Pneumonia in childhood

  • In a meta-analysis of 23 prospective cohort studies involving a total of 13,833 children (1 month to 21 years of age), no single symptom proved to be determinant for the diagnosis of community-acquired pneumonia (AEP; CAP).Associations were found for:
    • Elevated body temperature (>37.5°C); sensitivity (percentage of ill patients in whom the disease is detected by use of the test, i.e., a positive test result occurs) 80-92%, specificity (likelihood that actually healthy individuals who do not have the disease in question are also detected as healthy by the test) 47-54%.
    • Tachypnea (respiratory rate > 40/min in children > 12 months); sensitivity 79%, specificity 51%.
    • At least moderate hypoxemia (oxygen saturation ≤ 96%); sensitivity 64%, specificity of 77%.
    • Increased work of breathing + breath sounds (“grunting”), nasal winging, and thoracic retractions.
    • Chest pain (in adolescents with high probability of pneumonia).

    Normal oxygen saturation (SpO2) in peripheral arterial blood (> 96%) reduced the likelihood of pneumonia.

Further notes

  • If applicable, occurrence of abdominal findings (” pneumonia belly”).
  • Note: In newborns, reflex abdominal tension and meteorism may often be absent if peritonitis (inflammation of the peritoneum) is present.
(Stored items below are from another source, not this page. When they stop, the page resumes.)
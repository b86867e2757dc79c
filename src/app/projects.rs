use leptos::prelude::*;

use crate::{
    content::{Project, PROJECTS},
    nav::Section,
    reveal::PROJECT_CARDS,
};

use super::{
    reveal::{RevealGroup, RevealItem},
    PageSection, SectionTitle,
};

#[component]
pub fn Projects() -> impl IntoView {
    view! {
        <PageSection section=Section::Projects>
            <div class="max-w-6xl mx-auto pt-24">
                <SectionTitle
                    lead="Featured"
                    accent="Projects"
                    subtitle="A selection of work that demonstrates my approach to design, engineering, and product development."
                />
                <RevealGroup spec=PROJECT_CARDS class="grid grid-cols-1 md:grid-cols-2 gap-8 mt-12">
                    {PROJECTS
                        .iter()
                        .enumerate()
                        .map(|(index, project)| {
                            view! {
                                <RevealItem index>
                                    <ProjectCard project=*project />
                                </RevealItem>
                            }
                        })
                        .collect_view()}
                </RevealGroup>
            </div>
        </PageSection>
    }
}

#[component]
fn ProjectCard(project: Project) -> impl IntoView {
    view! {
        <a
            href=project.href
            class="group block h-full p-6 rounded-xl border border-white/10 bg-black/10 hover:bg-black/20 transition-all duration-200 hover:scale-[1.03] cursor-pointer"
        >
            <div class="flex items-start justify-between mb-5">
                <div class="p-3 rounded-lg bg-accent/10 text-2xl leading-none">{project.icon}</div>
                <span class="text-xs font-semibold text-accent uppercase">{project.kind}</span>
            </div>

            <h3 class="text-xl font-semibold text-foreground mb-2 group-hover:text-accent transition-colors">
                {project.title}
            </h3>
            <p class="text-sm text-muted mb-5 line-clamp-2">{project.description}</p>

            <div class="flex flex-wrap gap-2 mb-5">
                {project
                    .tech
                    .iter()
                    .map(|t| {
                        view! {
                            <span class="text-[10px] px-2 py-1 rounded-full bg-white/[0.05] text-muted border border-white/[0.08]">
                                {*t}
                            </span>
                        }
                    })
                    .collect_view()}
            </div>

            <div class="flex items-center gap-3 text-accent font-medium group-hover:gap-5 transition-all">
                <span>"View Project"</span>
                <span class="group-hover:translate-x-1 transition-transform">"→"</span>
            </div>
        </a>
    }
}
Lobar pneumonia versus bronchopneumonia

Lobar pneumonia can be distinguished early by the acute onset of symptoms from bronchopneumonia, whose symptoms develop more gradually. Lobar pneumonia – progressive form in which inflammation of lung tissue affects entire lobes of the lung – untreated.

  • Acute onset
  • Fever – febris continua around 39-40 °C
  • Cough with sputum, which from the second day is usually reddish brown with fibrin clots
  • Tachypnea (> 20 breaths per minute at rest).
  • Shallow breathing/dyspnea (shortness of breath), possibly nasal wing breathing.
  • Chills
  • Tachycardia – heartbeat too fast: > 100 beats per minute.
  • Possible accompanying myocarditis (inflammation of the heart muscle).
  • In extensive disease central cyanosis – blue-red coloration of the skin and central mucous membranes / tongue as a result of oxygen deficiency of the blood – possible
  • Respiratory-dependent chest pain (chest pain) in a concomitant pleurisy / pleurisy.
  • Possibly hemoptysis (coughing up blood)
  • Profuse sweating
  • Frequent herpes labiales (cold sores)

Due to the current use of chemotherapeutic agents, such courses of lobar pneumonia are now rarely observed.Bronchopneumonia – form of progression in which the inflammation affects the surroundings of bronchi in a focal form.

  • Irregular fever, slowly increasing.
  • Mucopurulent sputum
  • In children, vomiting, convulsions, and signs of meningeal syndrome (disease of the meninges causing various symptoms, e.g., headache, stiff neck)

Atypical pneumonia

  • Insidious onset
  • Dry irritating cough
  • Moderate fever without chills
  • Only little sputum
  • Headache and muscle pain
  • Fatigue
  • Sore throat
  • Nausea (nausea), vomiting
  • Lower individual feeling of illness

Nosocomial pneumonia (hospital-acquired pneumonia, HAP)

Because even the suspected diagnosis should be considered relevant to therapy, the diagnosis of HAP is made when there is a new or progressive pulmonary infiltrate (radiographically visible tissue compaction within the lung that occurred as a result of an inflammatory event), in combination with two or three other criteria:

  • Leukocytes (white blood cells) > 10,000 or < 4,000.